The Butterfly Effect On Tour…
Legendary and much beloved Australian rockers The Butterfly Effect celebrate the twentieth Anniversary of their landmark debut album, Begins Here! Crashing into homes nationwide on August 3, 2003, Begins Here spawned four massive singles, One Second Of Insanity, Crave, Always & Beautiful Mine, appearing in the Hottest 100 across 2003/2004. The album peaked at #23 on the ARIA Album Charts, topped the Independent charts, was included in the top 10 albums of 2003 by the UK’s Kerrang! Magazine and was certified Gold!
In celebration of this momentous milestone, The Butterfly Effect are on the road for an Anniversary tour throughout February including Adelaide and will bear witness to Begins Here being performed IN FULL for the first time, plus a selection of tracks from the bands killer catalogue including songs from their most recent album 2022’s IV. Ben Hall from the band talks to Hi Fi Way about the tour.
Reflecting on the 2023, did that exceed your wildest expectations?
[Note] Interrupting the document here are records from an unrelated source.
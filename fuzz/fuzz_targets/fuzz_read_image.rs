#![no_main]
use libfuzzer_sys::fuzz_target;
use mcapshrink::wire::Cursor;

fuzz_target!(|data: &[u8]| {
    // Arbitrary bytes must decode to Ok or TruncatedRecord, never a panic.
    let _ = mcapshrink::record::read_image(&mut Cursor::new(data));
    let _ = mcapshrink::record::read_shrunk_image(&mut Cursor::new(data));
});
Yeah, and then some! For us, that was is probably the biggest tour we’ve ever done. So, to have that occurring, twenty years after dropping the first record is pretty wild. I don’t think any of us would’ve prepared for such a success, I guess you could say.
Froth & Fury Festival here in Adelaide was a massive show and almost sums things up in terms of where you’re at right now?
Yeah, mate, that festival is amazing. They’ve got that right. We’ve played a lot of festivals and that one is definitely up there. The whole thing was quite relaxed, very comfortable and great for the fans as well.
When everyone went off and did their own thing for a while what was the catalyst to get back together? What do you put the new found energy and vibe within the band down to?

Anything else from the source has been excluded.